Case Notes and Evidence
Comprehensive guide to documenting investigations and managing evidence properly.
Overview
Thorough documentation and evidence management are critical for:
- Defensible investigations: Stand up to legal scrutiny
- Audit compliance: Meet regulatory requirements
- Knowledge retention: Maintain institutional memory
- Quality assurance: Enable peer review
- Accountability: Demonstrate diligence
- Consistency: Support fair treatment across cases
Case Notes
What Are Case Notes?
Internal documentation of investigation activities, not visible to reporters. Use case notes to create a chronological record of:
- Investigation actions taken
- Decisions made and reasoning
- Conversations and interviews
- Observations and insights
- Questions and concerns
- Next steps planned
When to Add Notes
After Every Investigation Activity:
- Reviewing new report
- Interviewing witness
- Collecting evidence
- Making key decision
- Communicating with reporter
- Receiving new information
- Changing investigation direction
- Consulting with colleagues
- Taking any significant action
Best Practice: Document immediately while details fresh. Don't rely on memory.
Writing Effective Case Notes
Include These Elements:
-
Date and Time
- Automatically timestamped
- Helps establish timeline
- Critical for audit trail
-
What You Did
- Not just what you found, but what action you took
- "Interviewed John Smith" not just "John said..."
- "Reviewed emails from March-April" not just "Found evidence"
-
What You Learned
- Key information obtained
- Important quotes (verbatim)
- Facts discovered
- Patterns observed
-
What It Means
- How information relates to allegations
- Whether it supports or contradicts claims
- Significance to investigation
-
What You'll Do Next
- Follow-up actions needed
- Additional interviews required
- Documents to request
- Questions remaining
Example - Good Case Note:
2024-03-15 14:30
Interviewed Jane Doe (Senior Accountant, Finance Dept) regarding
allegation of expense fraud by reported subject.

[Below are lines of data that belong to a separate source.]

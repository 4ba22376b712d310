//! Retry schedule for queued reconciliation tasks

use std::time::Duration;

/// Total attempts a task may receive, including the synchronous first attempt
/// made by the webhook handler before the task is queued.
pub const MAX_ATTEMPTS: u32 = 4;

/// Delay before attempts 2, 3 and 4, measured from the previous failure.
const RETRY_SCHEDULE: [Duration; 3] = [
    Duration::from_secs(1),
    Duration::from_secs(3),
    Duration::from_secs(9),
];

/// Fixed backoff schedule.
///
/// Identity-store outages are expected to last seconds, so the whole schedule
/// spans about 13 seconds. Once [`MAX_ATTEMPTS`] attempts have failed a task is
/// dead-lettered.
#[derive(Debug, Clone, Copy, Default, PartialEq, Eq)]
pub struct BackoffPolicy;

impl BackoffPolicy {
    pub const fn new() -> Self {
        Self
    }

    pub const fn max_attempts(&self) -> u32 {
        MAX_ATTEMPTS
    }

    /// Minimum wait since the previous failure before `attempt` may be made.
    ///
    /// Returns `None` for attempt numbers the schedule does not allow: the
    /// first attempt (it never goes through the queue) and anything past
    /// [`MAX_ATTEMPTS`].
    pub fn delay_for(&self, attempt: u32) -> Option<Duration> {
        match attempt {
            2..=MAX_ATTEMPTS => RETRY_SCHEDULE.get((attempt - 2) as usize).copied(),
            _ => None,
        }
    }

    /// Whether a task that has already made `attempts_made` attempts may be
    /// attempted again.
    pub const fn allows_retry(&self, attempts_made: u32) -> bool {
        attempts_made < MAX_ATTEMPTS
    }
}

Jane confirmed she noticed unusual expense patterns in Q4 2023:
- Multiple expenses just under £500 approval threshold
- Receipts that "looked odd" - her words
- Same restaurant appearing 3-4 times per week
She said: "I flagged it to my manager in December but nothing
happened. I assumed they dealt with it."
Jane provided:
- Spreadsheet of flagged expenses (uploaded to evidence)
- Email to her manager dated Dec 12, 2023 (uploaded)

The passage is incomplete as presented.